Training development in support of the operational domain


-5. Develop the performance steps



Download 1.39 Mb.
Page12/36
Date18.10.2016
Size1.39 Mb.
1   ...   8   9   10   11   12   13   14   15   ...   36

5-5. Develop the performance steps


Performance steps are the major actions a unit must accomplish to perform a collective task to standard. Performance steps provide a (typically sequential) step-by-step description of the discrete actions that compose a task. Performance steps are sequentially numbered in accordance with the CAC-approved automated development system. Performance steps are written using a subject, present tense verb, and object format. The subject may be omitted if assumed or implied. When developing performance steps, the use of terms and specific equipment must be appropriate to the entire target population. Any step within each T&EO that the training developer determines is a leader task (conducted by a leader or leaders) is identified by marking it with an asterisk (*). If the unit fails to correctly perform one of these identified steps to standard, it has failed to achieve the overall task standard.
a. A performance step sentence should include a description of the present tense action, and a quantitative or qualitative remark. Performance steps are written in present tense just like a set of instructions. The Soldier has not yet performed the step, and is reading it in the context of "do this now."
b. Use notes only when necessary to provide caveats that may clarify minor differences between units or proponents. Before adding a note to a performance step, assess the applicability of adding the information to an existing performance step or as an additional performance step.
c. Individual tasks must be linked to a collective task rather than integrated as performance steps in a collective task. For example, the collective task Perform Route Reconnaissance is trained through an individual task such as Write an Operations Order, or Plan a Route Reconnaissance.
d. Supporting collective tasks must be linked to a collective task rather than integrated as performance steps in a collective task.

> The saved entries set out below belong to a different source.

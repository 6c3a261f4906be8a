//! `DefineBits*` and `DefineBitsLossless*` headers; pixel data stays compressed.

use crate::cursor::Cursor;
use crate::decode::DecodeContext;
use crate::error::{Error, Result};
use crate::tag::TagType;
use crate::tags::{DefineBits, DefineBitsLossless, Tag};
use std::rc::Rc;

pub const FORMAT_COLORMAPPED: u8 = 3;
pub const FORMAT_RGB15: u8 = 4;
pub const FORMAT_RGB32: u8 = 5;

pub(crate) fn decode_bits(cursor: &mut Cursor<'_>, ctx: &DecodeContext<'_>) -> Result<Tag> {
    let version = match TagType::from_code(ctx.tag_type) {
        Some(TagType::DefineBits) => 1,
        Some(TagType::DefineBitsJpeg2) => 2,
        Some(TagType::DefineBitsJpeg3) => 3,
        _ => 4,
    };

    let id = cursor.read_u16()?;
    let alpha_offset = if version >= 3 {
        Some(cursor.read_u32()? as usize)
    } else {
        None
    };
    let deblock = if version == 4 {
        Some(cursor.read_fixed8()?)
    } else {
        None
    };

    let (image_data, alpha_data) = match alpha_offset {
        Some(length) => {
            let image = cursor.read_bytes(length)?.to_vec();
            (image, Some(cursor.read_remaining().to_vec()))
        }
        None => (cursor.read_remaining().to_vec(), None),
    };

    Ok(Tag::DefineBits(Rc::new(DefineBits {
        version,
        id,
        deblock,
        image_data,
        alpha_data,
    })))
}

pub(crate) fn decode_lossless(cursor: &mut Cursor<'_>, ctx: &DecodeContext<'_>) -> Result<Tag> {
    let version = if ctx.tag_type == TagType::DefineBitsLossless.code() {
        1
    } else {
        2
    };

    let id = cursor.read_u16()?;
    let format_offset = cursor.offset();
    let format = cursor.read_u8()?;
    let width = cursor.read_u16()?;
    let height = cursor.read_u16()?;

    if !matches!(format, FORMAT_COLORMAPPED | FORMAT_RGB15 | FORMAT_RGB32) {
        cursor
            .flags()
            .check(Error::invalid(format_offset, format!("unknown bitmap format {format}")))?;
    }
    let color_table_size = if format == FORMAT_COLORMAPPED {
        Some(cursor.read_u8()?)
    } else {
        None
    };

    Ok(Tag::DefineBitsLossless(Rc::new(DefineBitsLossless {
        version,
        id,
        format,
        width,
        height,
        color_table_size,
        data: cursor.read_remaining().to_vec(),
    })))
}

e. Table 5-1 is an example of a partial list of performance steps and sub-steps from a collective task.





Table 5-1
Performance steps


Performance Steps

3. The unit begins necessary movement in time to make all required timelines indicated in the OPORD.

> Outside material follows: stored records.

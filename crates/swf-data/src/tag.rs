//! Tag framing: record headers, character id extraction and the tag type catalogue.

use crate::cursor::Cursor;
use crate::error::{Error, Result};
use serde::Serialize;

/// Every tag code known to the decode table.
#[derive(Debug, Clone, Copy, PartialEq, Eq, Hash, Serialize)]
#[repr(u16)]
pub enum TagType {
    End = 0,
    ShowFrame = 1,
    DefineShape = 2,
    PlaceObject = 4,
    RemoveObject = 5,
    DefineBits = 6,
    DefineButton = 7,
    JpegTables = 8,
    SetBackgroundColor = 9,
    DefineFont = 10,
    DefineText = 11,
    DoAction = 12,
    DefineFontInfo = 13,
    DefineSound = 14,
    StartSound = 15,
    DefineButtonSound = 17,
    SoundStreamHead = 18,
    SoundStreamBlock = 19,
    DefineBitsLossless = 20,
    DefineBitsJpeg2 = 21,
    DefineShape2 = 22,
    DefineButtonCxform = 23,
    Protect = 24,
    PlaceObject2 = 26,
    RemoveObject2 = 28,
    DefineShape3 = 32,
    DefineText2 = 33,
    DefineButton2 = 34,
    DefineBitsJpeg3 = 35,
    DefineBitsLossless2 = 36,
    DefineEditText = 37,
    DefineSprite = 39,
    ProductInfo = 41,
    FrameLabel = 43,
    SoundStreamHead2 = 45,
    DefineMorphShape = 46,
    DefineFont2 = 48,
    ExportAssets = 56,
    ImportAssets = 57,
    EnableDebugger = 58,
    DoInitAction = 59,
    DefineVideoStream = 60,
    VideoFrame = 61,
    DefineFontInfo2 = 62,
    DebugId = 63,
    EnableDebugger2 = 64,
    ScriptLimits = 65,
    SetTabIndex = 66,
    FileAttributes = 69,
    PlaceObject3 = 70,
    ImportAssets2 = 71,
    DefineFontAlignZones = 73,
    CsmTextSettings = 74,
    DefineFont3 = 75,
    SymbolClass = 76,
    Metadata = 77,
    DefineScalingGrid = 78,
    DoAbc = 82,
    DefineShape4 = 83,
    DefineMorphShape2 = 84,
    DefineSceneAndFrameLabelData = 86,
    DefineBinaryData = 87,
    DefineFontName = 88,
    StartSound2 = 89,
    DefineBitsJpeg4 = 90,
    DefineFont4 = 91,
    EnableTelemetry = 93,
}

impl TagType {
    pub const ALL: [TagType; 67] = [
        TagType::End,
        TagType::ShowFrame,
        TagType::DefineShape,
        TagType::PlaceObject,
        TagType::RemoveObject,
        TagType::DefineBits,
        TagType::DefineButton,
        TagType::JpegTables,
        TagType::SetBackgroundColor,
        TagType::DefineFont,
        TagType::DefineText,
        TagType::DoAction,
        TagType::DefineFontInfo,
        TagType::DefineSound,
        TagType::StartSound,
        TagType::DefineButtonSound,
        TagType::SoundStreamHead,
        TagType::SoundStreamBlock,
        TagType::DefineBitsLossless,
        TagType::DefineBitsJpeg2,
        TagType::DefineShape2,
        TagType::DefineButtonCxform,
        TagType::Protect,
        TagType::PlaceObject2,
        TagType::RemoveObject2,
        TagType::DefineShape3,
        TagType::DefineText2,
        TagType::DefineButton2,
        TagType::DefineBitsJpeg3,
        TagType::DefineBitsLossless2,
        TagType::DefineEditText,
        TagType::DefineSprite,
        TagType::ProductInfo,
        TagType::FrameLabel,
        TagType::SoundStreamHead2,
        TagType::DefineMorphShape,
        TagType::DefineFont2,
        TagType::ExportAssets,
        TagType::ImportAssets,
        TagType::EnableDebugger,
        TagType::DoInitAction,
        TagType::DefineVideoStream,
        TagType::VideoFrame,
        TagType::DefineFontInfo2,
        TagType::DebugId,
        TagType::EnableDebugger2,
        TagType::ScriptLimits,
        TagType::SetTabIndex,
        TagType::FileAttributes,
        TagType::PlaceObject3,
        TagType::ImportAssets2,
        TagType::DefineFontAlignZones,
        TagType::CsmTextSettings,
        TagType::DefineFont3,
        TagType::SymbolClass,
        TagType::Metadata,
        TagType::DefineScalingGrid,
        TagType::DoAbc,
        TagType::DefineShape4,
        TagType::DefineMorphShape2,
        TagType::DefineSceneAndFrameLabelData,
        TagType::DefineBinaryData,
        TagType::DefineFontName,
        TagType::StartSound2,
        TagType::DefineBitsJpeg4,
        TagType::DefineFont4,
        TagType::EnableTelemetry,
    ];

    pub fn code(self) -> u16 {
        self as u16
    }

    pub fn from_code(code: u16) -> Option<TagType> {
        TagType::ALL.iter().copied().find(|t| t.code() == code)
    }

    pub fn is_definition(self) -> bool {
        DEFINITION_TAGS.contains(&self)
    }

    pub const SHAPES: [TagType; 4] = [
        TagType::DefineShape,
        TagType::DefineShape2,
        TagType::DefineShape3,
        TagType::DefineShape4,
    ];

    pub const IMAGES: [TagType; 6] = [
        TagType::DefineBits,
        TagType::DefineBitsJpeg2,
        TagType::DefineBitsJpeg3,
        TagType::DefineBitsJpeg4,
        TagType::DefineBitsLossless,
        TagType::DefineBitsLossless2,
    ];

    pub const DISPLAY_LIST: [TagType; 7] = [
        TagType::ShowFrame,
        TagType::PlaceObject,
        TagType::PlaceObject2,
        TagType::PlaceObject3,
        TagType::RemoveObject,
        TagType::RemoveObject2,
        TagType::FrameLabel,
    ];

    pub const EXPORTS: [TagType; 2] = [TagType::ExportAssets, TagType::SymbolClass];
}

/// Tag kinds whose payload starts with the id of the character they define.
pub const DEFINITION_TAGS: [TagType; 25] = [
    TagType::DefineShape,
    TagType::DefineBits,
    TagType::DefineButton,
    TagType::DefineFont,
    TagType::DefineText,
    TagType::DefineSound,
    TagType::DefineBitsLossless,
    TagType::DefineBitsJpeg2,
    TagType::DefineShape2,
    TagType::DefineShape3,
    TagType::DefineText2,
    TagType::DefineButton2,
    TagType::DefineBitsJpeg3,
    TagType::DefineBitsLossless2,
    TagType::DefineEditText,
    TagType::DefineSprite,
    TagType::DefineMorphShape,
    TagType::DefineFont2,
    TagType::DefineVideoStream,
    TagType::DefineFont3,
    TagType::DefineShape4,
    TagType::DefineMorphShape2,
    TagType::DefineBinaryData,
    TagType::DefineBitsJpeg4,
    TagType::DefineFont4,
];

/// Header sentinel announcing a 32 bit length.
pub const LONG_LENGTH: usize = 0x3F;

/// Location of one tag payload in the stream.
#[derive(Debug, Clone, Copy, PartialEq, Eq, Serialize)]
pub struct TagRecord {
    pub tag_type: u16,
    /// Absolute offset of the payload (after the header).
    pub offset: usize,
    pub length: usize,
    /// Character id, when extracted from a definition tag.
    pub id: Option<u16>,
}

impl TagRecord {
    pub fn kind(&self) -> Option<TagType> {
        TagType::from_code(self.tag_type)
    }

    pub fn end(&self) -> usize {
        self.offset + self.length
    }
}

/// Lazily iterates the tag records of `cursor` until `end` (or the cursor's end).
///
/// The `End` tag stops the iteration. With `extract_id`, the character id of
/// definition tags is read without decoding the rest of the payload.
pub fn read_all_tags<'a>(cursor: &Cursor<'a>, end: Option<usize>, extract_id: bool) -> TagIter<'a> {
    let mut cursor = *cursor;
    if let Some(end) = end {
        if end < cursor.end() {
            cursor = Cursor::with_range(cursor.data(), cursor.offset(), end, cursor.flags());
        }
    }
    TagIter {
        cursor,
        extract_id,
        done: false,
    }
}

pub struct TagIter<'a> {
    cursor: Cursor<'a>,
    extract_id: bool,
    done: bool,
}

impl<'a> TagIter<'a> {
    /// Absolute offset of the next header (or of the end of the scanned range).
    pub fn offset(&self) -> usize {
        self.cursor.offset()
    }

    fn next_record(&mut self) -> Result<Option<TagRecord>> {
        if self.cursor.is_at_end() {
            return Ok(None);
        }
        let header = self.cursor.read_u16()?;
        let tag_type = header >> 6;
        let mut length = (header as usize) & LONG_LENGTH;
        if length == LONG_LENGTH {
            length = self.cursor.read_u32()? as usize;
        }
        if tag_type == TagType::End.code() {
            return Ok(None);
        }

        let offset = self.cursor.offset();
        if length > self.cursor.remaining() {
            self.cursor.flags().check(Error::OutOfBounds {
                offset,
                end: self.cursor.end(),
                length,
            })?;
            tracing::debug!(tag_type, offset, length, "truncated tag payload");
            length = self.cursor.remaining();
        }

        let definition = TagType::from_code(tag_type).is_some_and(TagType::is_definition);
        let id = if self.extract_id && definition && length >= 2 {
            let id = self.cursor.read_u16()?;
            self.cursor.skip(length - 2)?;
            Some(id)
        } else {
            self.cursor.skip(length)?;
            None
        };

        Ok(Some(TagRecord {
            tag_type,
            offset,
            length,
            id,
        }))
    }
}

impl<'a> Iterator for TagIter<'a> {
    type Item = Result<TagRecord>;

    fn next(&mut self) -> Option<Self::Item> {
        if self.done {
            return None;
        }
        match self.next_record() {
            Ok(Some(record)) => Some(Ok(record)),
            Ok(None) => {
                self.done = true;
                None
            }
            Err(error) => {
                self.done = true;
                Some(Err(error))
            }
        }
    }
}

* 4. The unit leaders conduct a leader's reconnaissance.

a. Pinpoint the objective.

b. Establish security at the objective.

c. Determine the enemy's size, location, disposition, and most probable course of action on the objective.

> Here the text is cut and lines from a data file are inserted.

//! Bitmap characters: lossless and JPEG/PNG/GIF payloads decoded to RGBA.

use crate::color::ColorTransformExt;
use crate::drawable::Drawable;
use crate::sink::DrawingSink;
use flate2::read::ZlibDecoder;
use image::codecs::png::PngEncoder;
use image::{ExtendedColorType, ImageEncoder, RgbaImage};
use std::cell::OnceCell;
use std::fmt;
use std::io::Read;
use std::rc::Rc;
use swf_data::bitmap::{FORMAT_COLORMAPPED, FORMAT_RGB15, FORMAT_RGB32};
use swf_data::{ColorTransform, DefineBits, DefineBitsLossless, Error, ErrorFlags, Rectangle, Result};
use tracing::debug;

/// Twips per pixel.
pub const TWIPS_PER_PIXEL: i32 = 20;

const SOI: [u8; 2] = [0xFF, 0xD8];
const EOI: [u8; 2] = [0xFF, 0xD9];
/// Spurious EOI+SOI some encoders put in front of the JPEG stream.
const ERRONEOUS_HEADER: [u8; 4] = [0xFF, 0xD9, 0xFF, 0xD8];

#[derive(Clone)]
enum ImageSource {
    Jpeg {
        bits: Rc<DefineBits>,
        /// Shared `JPEGTables` payload, only used by version 1 tags.
        tables: Option<Rc<[u8]>>,
    },
    Lossless(Rc<DefineBitsLossless>),
}

/// A bitmap character. Pixels are decoded on first use and kept.
#[derive(Clone)]
pub struct ImageDefinition {
    id: u16,
    offset: usize,
    source: ImageSource,
    flags: ErrorFlags,
    pixels: OnceCell<Rc<RgbaImage>>,
    /// Transform already baked into `pixels`.
    color_transform: Option<ColorTransform>,
    /// Checksum of transformed pixels, computed on first identity request.
    checksum: OnceCell<String>,
}

impl fmt::Debug for ImageDefinition {
    fn fmt(&self, f: &mut fmt::Formatter<'_>) -> fmt::Result {
        f.debug_struct("ImageDefinition")
            .field("id", &self.id)
            .field("offset", &self.offset)
            .field("decoded", &self.pixels.get().is_some())
            .field("color_transform", &self.color_transform)
            .finish()
    }
}

impl ImageDefinition {
    pub(crate) fn jpeg(bits: Rc<DefineBits>, tables: Option<Rc<[u8]>>, offset: usize, flags: ErrorFlags) -> Self {
        Self::new(bits.id, offset, ImageSource::Jpeg { bits, tables }, flags)
    }

    pub(crate) fn lossless(bits: Rc<DefineBitsLossless>, offset: usize, flags: ErrorFlags) -> Self {
        Self::new(bits.id, offset, ImageSource::Lossless(bits), flags)
    }

    fn new(id: u16, offset: usize, source: ImageSource, flags: ErrorFlags) -> Self {
        Self {
            id,
            offset,
            source,
            flags,
            pixels: OnceCell::new(),
            color_transform: None,
            checksum: OnceCell::new(),
        }
    }

    pub fn id(&self) -> u16 {
        self.id
    }

    /// Offset of the defining tag.
    pub fn offset(&self) -> usize {
        self.offset
    }

    pub fn color_transform(&self) -> Option<ColorTransform> {
        self.color_transform
    }

    /// Pixel size known without decoding.
    pub fn declared_size(&self) -> Option<(u32, u32)> {
        match &self.source {
            ImageSource::Lossless(bits) => Some((u32::from(bits.width), u32::from(bits.height))),
            ImageSource::Jpeg { .. } => self.pixels.get().map(|pixels| pixels.dimensions()),
        }
    }

    pub fn pixels(&self) -> Result<Rc<RgbaImage>> {
        if let Some(pixels) = self.pixels.get() {
            return Ok(pixels.clone());
        }
        let pixels = Rc::new(self.decode()?);
        let _ = self.pixels.set(pixels.clone());
        Ok(pixels)
    }

    /// Stable identity: the id, plus a pixel checksum once a color transform is applied.
    pub fn identity(&self) -> String {
        match (self.color_transform, self.pixels.get()) {
            (Some(_), Some(pixels)) => format!("{}:{}", self.id, self.checksum.get_or_init(|| checksum(pixels))),
            _ => self.id.to_string(),
        }
    }

    fn decode(&self) -> Result<RgbaImage> {
        let decoded = match &self.source {
            ImageSource::Jpeg { bits, tables } => decode_jpeg(bits, tables.as_deref()),
            ImageSource::Lossless(bits) => decode_lossless(bits),
        };
        match decoded {
            Ok(image) => Ok(image),
            Err(error) => {
                self.flags.check(error)?;
                let (width, height) = self.declared_size().unwrap_or((1, 1));
                Ok(RgbaImage::new(width.max(1), height.max(1)))
            }
        }
    }
}

impl Drawable for ImageDefinition {
    fn bounds(&self) -> Result<Rectangle> {
        let (width, height) = match self.declared_size() {
            Some(size) => size,
            None => self.pixels()?.dimensions(),
        };
        Ok(Rectangle::new(
            0,
            width as i32 * TWIPS_PER_PIXEL,
            0,
            height as i32 * TWIPS_PER_PIXEL,
        ))
    }

    fn frames_count(&self, _recursive: bool) -> Result<usize> {
        Ok(1)
    }

    fn draw(&self, sink: &mut dyn DrawingSink, _frame: usize) -> Result<()> {
        sink.image(self.id, &*self.pixels()?);
        Ok(())
    }

    fn transform_colors(&self, transform: &ColorTransform) -> Result<Self> {
        if transform.is_identity() {
            return Ok(self.clone());
        }
        let mut pixels = (*self.pixels()?).clone();
        transform.apply_to_image(&mut pixels);
        let applied = match &self.color_transform {
            Some(previous) => transform.compose(previous),
            None => *transform,
        };
        Ok(Self {
            pixels: OnceCell::from(Rc::new(pixels)),
            color_transform: Some(applied),
            checksum: OnceCell::new(),
            ..self.clone()
        })
    }
}

fn checksum(pixels: &RgbaImage) -> String {
    let mut png = Vec::new();
    let encoded = PngEncoder::new(&mut png).write_image(
        pixels.as_raw(),
        pixels.width(),
        pixels.height(),
        ExtendedColorType::Rgba8,
    );
    let bytes: &[u8] = match encoded {
        Ok(()) => &png,
        Err(_) => pixels.as_raw(),
    };
    blake3::hash(bytes).to_hex().to_string()
}

fn inflate(data: &[u8]) -> Result<Vec<u8>> {
    let mut out = Vec::new();
    ZlibDecoder::new(data)
        .read_to_end(&mut out)
        .map_err(|e| Error::UnprocessableData(format!("zlib stream: {e}")))?;
    Ok(out)
}

/// Prepends the shared tables of a version 1 `DefineBits` to its scan data.
fn merge_jpeg_tables(tables: &[u8], data: &[u8]) -> Vec<u8> {
    let tables = tables.strip_prefix(&ERRONEOUS_HEADER).unwrap_or(tables);
    let tables = tables.strip_suffix(&EOI).unwrap_or(tables);
    if tables.len() <= SOI.len() {
        return data.to_vec();
    }
    let body = data.strip_prefix(&SOI).unwrap_or(data);
    [tables, body].concat()
}

fn decode_jpeg(bits: &DefineBits, tables: Option<&[u8]>) -> Result<RgbaImage> {
    let stripped = bits
        .image_data
        .strip_prefix(&ERRONEOUS_HEADER)
        .unwrap_or(bits.image_data.as_slice());
    let merged: Vec<u8>;
    let data = match tables {
        Some(tables) if bits.version == 1 => {
            merged = merge_jpeg_tables(tables, stripped);
            merged.as_slice()
        }
        _ => stripped,
    };

    let mut image = image::load_from_memory(data)
        .map_err(|e| Error::UnprocessableData(format!("image {}: {e}", bits.id)))?
        .to_rgba8();

    if let Some(alpha) = bits.alpha_data.as_deref().filter(|alpha| !alpha.is_empty()) {
        let plane = inflate(alpha)?;
        let expected = image.width() as usize * image.height() as usize;
        if plane.len() < expected {
            return Err(Error::UnprocessableData(format!(
                "image {}: alpha plane has {} bytes, {expected} expected",
                bits.id,
                plane.len()
            )));
        }
        for (pixel, alpha) in image.pixels_mut().zip(plane) {
            pixel.0[3] = alpha;
        }
    }
    Ok(image)
}

fn decode_lossless(bits: &DefineBitsLossless) -> Result<RgbaImage> {
    let data = inflate(&bits.data)?;
    let width = usize::from(bits.width);
    let height = usize::from(bits.height);
    let with_alpha = bits.version == 2;
    let mut image = RgbaImage::new(u32::from(bits.width), u32::from(bits.height));

    match bits.format {
        FORMAT_COLORMAPPED => {
            let entry = if with_alpha { 4 } else { 3 };
            let palette_length = (usize::from(bits.color_table_size.unwrap_or(0)) + 1) * entry;
            let stride = padded(width);
            ensure_length(bits.id, &data, palette_length + stride * height)?;
            let (palette, indices) = data.split_at(palette_length);
            for (x, y, pixel) in image.enumerate_pixels_mut() {
                let index = usize::from(indices[y as usize * stride + x as usize]);
                pixel.0 = match palette.get(index * entry..(index + 1) * entry) {
                    Some(color) if with_alpha => unpremultiply([color[0], color[1], color[2], color[3]]),
                    Some(color) => [color[0], color[1], color[2], 255],
                    None => [0; 4],
                };
            }
        }
        FORMAT_RGB15 => {
            let stride = padded(width * 2);
            ensure_length(bits.id, &data, stride * height)?;
            for (x, y, pixel) in image.enumerate_pixels_mut() {
                let at = y as usize * stride + x as usize * 2;
                let value = u16::from_be_bytes([data[at], data[at + 1]]);
                let channel = |shift: u16| ((value >> shift & 0x1F) * 255 / 31) as u8;
                pixel.0 = [channel(10), channel(5), channel(0), 255];
            }
        }
        FORMAT_RGB32 => {
            let stride = width * 4;
            ensure_length(bits.id, &data, stride * height)?;
            for (x, y, pixel) in image.enumerate_pixels_mut() {
                let at = y as usize * stride + x as usize * 4;
                let [a, r, g, b] = [data[at], data[at + 1], data[at + 2], data[at + 3]];
                pixel.0 = if with_alpha { unpremultiply([r, g, b, a]) } else { [r, g, b, 255] };
            }
        }
        other => {
            return Err(Error::UnprocessableData(format!("bitmap {}: unknown format {other}", bits.id)));
        }
    }
    Ok(image)
}

/// Rows are padded to 32 bits.
fn padded(length: usize) -> usize {
    (length + 3) & !3
}

fn ensure_length(id: u16, data: &[u8], expected: usize) -> Result<()> {
    if data.len() < expected {
        debug!(id, actual = data.len(), expected, "short bitmap data");
        return Err(Error::UnprocessableData(format!(
            "bitmap {id}: {} bytes of pixel data, {expected} expected",
            data.len()
        )));
    }
    Ok(())
}

fn unpremultiply([r, g, b, a]: [u8; 4]) -> [u8; 4] {
    if a == 0 {
        return [0; 4];
    }
    let channel = |c: u8| (u16::from(c) * 255 / u16::from(a)).min(255) as u8;
    [channel(r), channel(g), channel(b), a]
}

d. Determine where the enemy is most vulnerable to attack and where the support element can best place fires on the objective.

e. Verify and update intelligence information.

f. Determine whether to conduct the assault mounted or dismounted, if applicable.

g. Select security, support, and assault positions.

h. Leave a surveillance team to observe the objective.

i. Return to the unit position.

* 5. The unit leader adjusts the plan based on updated intelligence and reconnaissance effort.




Table 5-1
Performance steps, continued


Performance Steps

* 6. The unit leader issues the OPORD and uses FRAGOs as necessary to redirect actions of subordinate elements.

7. The unit prepares for attack.

8. The unit issues FRAGOs as necessary to address changes to the plan identified during the rehearsal.

9. The unit executes the attack.



5-6. Develop the performance measures


Performance measures are actions that are objectively observable, qualitative and quantitative to the extent possible, and that can be used to determine if a performance step or sub-step is satisfactorily achieved. Performance measures are sequentially numbered in accordance with the CAC-approved automated development system. Performance measures are written using a subject, past tense verb, and object format. The performance measures are past tense since the evaluator is concerned with determining if the step or steps comprising the measure were actually performed. The subject may be omitted if assumed or implied. When developing performance measures for a collective task, ensure they are constructed using terms and equipment names that are not too restrictive or too specific for the units and proponents that train the task. Before adding a note to a performance measure, assess the applicability of adding the information to an existing performance measure or as an additional performance measure. Performance measures for collective tasks include GO/NO GO/NA columns for the evaluator. If the measure does not apply at a particular echelon or is not observed during training of a particular unit, the evaluator can designate this in the NA column so as not to affect the GO/NO GO status of the unit. Adding the NA column also allows the developer to write the task to the highest applicable echelon knowing that some steps or substeps do not apply at the lower echelons. Table 5-2 is an example of a partial list of performance measures from a collective task.

Table 5-2
Performance measures


Performance measures

GO

NO GO

NA

3. The unit movement began in time to meet the required timelines indicated in the OPORD.










*4. Reconnaissance conducted by unit leaders.










a. Pinpointed the objective.










b. Established security at the objective.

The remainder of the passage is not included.